West Africa Backs French Military Presence Amid Protests
(Bloomberg) -- The leaders of five West African countries publicly declared their backing for France’s military deployment in the region amid a spate of deadly attacks by Islamist extremists and escalating anti-French sentiment.
Mali, Niger, Burkina Faso, Mauritania and Chad also said they’d boost cooperation to fight terrorism in a joint statement following a summit on Monday in Pau, southern France.
President Emmanuel Macron called for the meeting last month after 13 French soldiers were killed when their two helicopters collided in Mali, just as they were swooping in to support troops battling Islamist militants.
It was one the worst losses of life for France’s military in decades and came as violence by al-Qaeda and Islamic State fighters grows and spills across borders. The surge in attacks has stoked anti-French protests, with many locals wondering why the extremist threat has risen despite the manpower and resources France has invested.
Macron, after the crash, said he wanted explicit confirmation that the African leaders support the deployment of his troops.

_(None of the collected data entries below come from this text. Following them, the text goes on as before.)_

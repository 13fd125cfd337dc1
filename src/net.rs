// otto-rs: Guided git release assistant
//
// SPDX-FileCopyrightText: 2026 Romeo Ahmed
// SPDX-License-Identifier: GPL-3.0-or-later

//! Shared HTTP client.
//!
//! ```text
//! global_client()  OnceLock, connection pool, keep-alive
//!      |
//!      +--> services::ai         POST {base}/chat/completions
//!      +--> services::telemetry  POST <webhook>
//! ```

use reqwest::{Client, Response};
use std::sync::OnceLock;
use std::time::Duration;

use crate::error::{NetworkError, OttoResult};

const REQUEST_TIMEOUT: Duration = Duration::from_secs(60);

/// Global HTTP client - initialized once, reused for every request.
/// Falls back to a basic client if custom configuration fails.
pub fn global_client() -> &'static Client {
    static CLIENT: OnceLock<Client> = OnceLock::new();
    CLIENT.get_or_init(|| {
        Client::builder()
            .user_agent(format!("otto-rs/{}", env!("CARGO_PKG_VERSION")))
            .timeout(REQUEST_TIMEOUT)
            .build()
            .unwrap_or_else(|_| Client::new())
    })
}

/// Turn a non-2xx response into `NetworkError::HttpError`.
///
/// # Errors
///
/// Returns `NetworkError::HttpError` with the status code and URL.
pub fn ensure_success(response: Response) -> OttoResult<Response> {
    let status = response.status();
    if status.is_success() {
        return Ok(response);
    }
    Err(NetworkError::HttpError {
        status: status.as_u16(),
        url: response.url().to_string(),
    }
    .into())
}
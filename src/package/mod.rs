// otto-rs: Guided git release assistant
//
// SPDX-FileCopyrightText: 2026 Romeo Ahmed
// SPDX-License-Identifier: GPL-3.0-or-later

//! Node package manager commands.
//!
//! ```text
//! pnpm-lock.yaml present?  yes --> pnpm
//!                          no  --> npm
//!
//! install        <pm> install
//! build          <pm> run build
//! version bump   <pm> version <patch|minor|major>   (commit + tag)
//! ```

use clap::ValueEnum;
use serde::Deserialize;
use std::collections::BTreeMap;
use std::fmt;
use std::path::Path;
use tracing::info;

use crate::core::process::Shell;
use crate::error::OttoResult;

/// Lockfile that selects pnpm.
pub const PNPM_LOCKFILE: &str = "pnpm-lock.yaml";

#[derive(Debug, Clone, Copy, PartialEq, Eq)]
pub enum PackageManager {
    Npm,
    Pnpm,
}

impl PackageManager {
    /// pnpm if `dir` holds a pnpm lockfile, npm otherwise.
    #[must_use]
    pub fn detect(dir: &Path) -> Self {
        if dir.join(PNPM_LOCKFILE).is_file() {
            Self::Pnpm
        } else {
            Self::Npm
        }
    }

    #[must_use]
    pub const fn program(self) -> &'static str {
        match self {
            Self::Npm => "npm",
            Self::Pnpm => "pnpm",
        }
    }
}

impl fmt::Display for PackageManager {
    fn fmt(&self, f: &mut fmt::Formatter<'_>) -> fmt::Result {
        f.write_str(self.program())
    }
}

/// Semver component to bump, or none.
#[derive(Debug, Clone, Copy, PartialEq, Eq, Default, ValueEnum)]
pub enum VersionBump {
    #[default]
    Patch,
    Minor,
    Major,
    /// Leave the version alone.
    None,
}

impl VersionBump {
    /// Argument for `<pm> version`, `None` when no bump is wanted.
    #[must_use]
    pub const fn level(self) -> Option<&'static str> {
        match self {
            Self::Patch => Some("patch"),
            Self::Minor => Some("minor"),
            Self::Major => Some("major"),
            Self::None => None,
        }
    }
}

impl fmt::Display for VersionBump {
    fn fmt(&self, f: &mut fmt::Formatter<'_>) -> fmt::Result {
        f.write_str(self.level().unwrap_or("none"))
    }
}

/// How much building happens before a release.
#[derive(Debug, Clone, Copy, PartialEq, Eq, Default, ValueEnum)]
pub enum BuildMode {
    /// Install dependencies, then run the build script if declared.
    #[default]
    Full,
    /// Install dependencies only.
    Install,
    /// Neither.
    Skip,
}

#[derive(Debug, Default, Deserialize)]
struct Manifest {
    #[serde(default)]
    scripts: BTreeMap<String, serde_json::Value>,
}

/// Whether `package.json` in `dir` declares a `build` script. A missing or
/// unreadable manifest has none.
#[must_use]
pub fn has_build_script(dir: &Path) -> bool {
    std::fs::read_to_string(dir.join("package.json"))
        .ok()
        .and_then(|content| serde_json::from_str::<Manifest>(&content).ok())
        .is_some_and(|manifest| manifest.scripts.contains_key("build"))
}

/// Package manager commands run through a [`Shell`].
#[derive(Debug, Clone)]
pub struct Package {
    shell: Shell,
    manager: PackageManager,
}

impl Package {
    #[must_use]
    pub const fn new(shell: Shell, manager: PackageManager) -> Self {
        Self { shell, manager }
    }

    /// Detect the package manager from the shell's working directory.
    #[must_use]
    pub fn detect(shell: Shell) -> Self {
        let manager = PackageManager::detect(shell.working_dir());
        Self::new(shell, manager)
    }

    #[must_use]
    pub const fn manager(&self) -> PackageManager {
        self.manager
    }

    #[must_use]
    pub fn has_build_script(&self) -> bool {
        has_build_script(self.shell.working_dir())
    }

    /// `<pm> install`.
    ///
    /// # Errors
    ///
    /// Returns a `ProcessError` if the install fails.
    pub fn install(&self) -> OttoResult<()> {
        info!(pm = %self.manager, "installing dependencies");
        self.shell.run(self.manager.program(), &["install"]).map(drop)
    }

    /// `<pm> run build`.
    ///
    /// # Errors
    ///
    /// Returns a `ProcessError` if the build script fails.
    pub fn build(&self) -> OttoResult<()> {
        info!(pm = %self.manager, "building");
        self.shell.run(self.manager.program(), &["run", "build"]).map(drop)
    }

    /// `<pm> version <level>`; a no-op for [`VersionBump::None`].
    ///
    /// # Errors
    ///
    /// Returns a `ProcessError` if the bump fails (dirty tree, existing tag).
    pub fn bump_version(&self, bump: VersionBump) -> OttoResult<()> {
        let Some(level) = bump.level() else {
            return Ok(());
        };
        info!(pm = %self.manager, level, "bumping version");
        self.shell.run(self.manager.program(), &["version", level]).map(drop)
    }
}

#[cfg(test)]
mod tests;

Earlier this week, U.S. General Mark Milley, chairman of the Joint Chiefs of Staff, said the Pentagon’s resources for Africa and the Middle East could be reduced, according to Agence France Presse.
U.S. commitment is crucial for France and Macron said he hoped he could convince President Donald Trump to keep an anti-terrorism military force in west Africa, linking terrorism there to the situation in Libya, where Islamic State is trying to regroup as rival administrations battle for influence.
Read more: Niger Jihadist Raid Shows Speed of Islamic State Expansion
The leaders of the five West African countries also said they want U.S. support to continue, and called for a larger international presence in the region, an arid area on the southern fringe of the Sahara. They’ll meet again with Macron at a summit in June 2020 in Nouakchott, Mauritania, according to the statement.
Macron pledged to add 220 soldiers to France’s force battling extremists in the Sahel and hunting down their commanders, which already counts about 4,500.